The airline’s core market is central and eastern Europe. It has been expanding in Western Europe and in the Middle East, in which it sees significant growth opportunities.

READ MORE: Italian firm creates 90 jobs in Lanarkshire as Scotland lures inward investors

The increase in passenger numbers helped the company to grow revenues to €3.8 billion (£3.2bn) from €1.7bn.

Based on current trends the company expects to make further progress in the current year.

Demand remains strong across Wizz Air’s network, despite concerns about the impact of inflation on consumer spending around the world.

“Trading performance has been strong in the first fiscal quarter with attractive pricing and load factors above 90 per cent,” said chief executive József Váradi.

He reckons Wizz Air has reaped rewards for increasing capacity during the pandemic as many airlines retrenched.

However, Wizz Air saw operating losses increase slightly during the latest year, to €467 million, from €465m.

Mr Varadi said the effects of fuel price increases and structural capacity issues at airports remained features throughout the year.

READ MORE: North Sea oil field ban could increase emissions and cost jobs

Fuel prices increased amid the recovery from the pandemic and reached multi-year highs after Russia launched its full-scale invasion of Ukraine in February last year. This compounded the challenges posed for Wizz Air by the conflict.

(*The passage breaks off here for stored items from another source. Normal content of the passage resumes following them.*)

//! Error types for the price tracker.

use thiserror::Error;

/// Top-level tracker error.
#[derive(Error, Debug)]
pub enum TrackerError {
    #[error("Configuration error: {0}")]
    Config(String),

    #[error("Fetch error: {0}")]
    Fetch(#[from] FetchError),

    #[error("History error: {0}")]
    Store(#[from] StoreError),

    #[error("Notification error: {0}")]
    Notify(#[from] NotifyError),

    #[error("Validation error: {0}")]
    Validation(String),

    #[error("Internal error: {0}")]
    Internal(String),
}

/// Page fetch errors.
#[derive(Error, Debug)]
pub enum FetchError {
    #[error("Client configuration error: {0}")]
    Configuration(String),

    #[error("Request timed out after {timeout_secs} seconds")]
    Timeout { timeout_secs: u64 },

    #[error("Connection error: {0}")]
    Connection(String),

    #[error("Failed to read response body: {0}")]
    Body(String),
}

/// History store errors.
///
/// A missing history file is not an error: it reads as an empty history.
#[derive(Error, Debug)]
pub enum StoreError {
    #[error("History file unreadable: {0}")]
    Unreadable(String),

    #[error("Malformed history row {line}: {reason}")]
    Malformed { line: u64, reason: String },

    #[error("Failed to write history: {0}")]
    Write(String),
}

/// Notification delivery errors.
#[derive(Error, Debug)]
pub enum NotifyError {
    #[error("Invalid message: {0}")]
    Message(String),

    #[error("Transport error: {0}")]
    Transport(String),

    #[error("Authentication failed: {0}")]
    Authentication(String),
}

/// Result type alias for tracker operations.
pub type TrackerResult<T> = Result<T, TrackerError>;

The company noted: “We faced unimaginable challenges in the Summer of F23, as we scrambled to redeploy our staff and capacity from Ukraine elsewhere … Air traffic controllers, affected by pandemic -related decisions, were in short supply, further complicating the limited airspace over our core central and eastern Europe market. We faced dramatically high jet fuel costs.”

A range of airports cancelled flights after finding they did not have the capacity to cope with the recovery in demand that followed the end of the pandemic.

Wizz Air is confident the scale economies it enjoys following its expansion will help it return to profit.

It predicted: “This availability will allow us to lay a foundation to return to profit next year, barring any unforeseen events such as impacts from the war in Ukraine, the pandemic or otherwise.”

READ MORE: Plan to restart production from vintage oil field off Aberdeen wins boost

 AJ Bell investment director Russ Mould said the risk that Wizz Air had taken in expanding during the pandemic had paid off in terms of passenger numbers.

He cautioned: “It needs to have more bums on seats per flight, find additional ways to generate revenue beyond the cost of a ticket, and to keep a lid on costs.”

Mr Mould said Wizz Air might use acquisitions to accelerate growth and noted that easyJet has been seen as a logical target. easyJet grew passenger numbers by 41%, to 33.1m, in the six months to March 31, from 23.4m last time.

easyJet said recently that it would operate its largest ever flying programme from Scotland this summer. It launched new routes from Edinburgh to Catania in Sicily and Antalya in Turkey this month.

Ryanair grew passenger numbers by 39% in the 12 months to May 31, to 171.9m, from 123.8m.

It plans to run flights between Edinburgh and Tirana from this winter.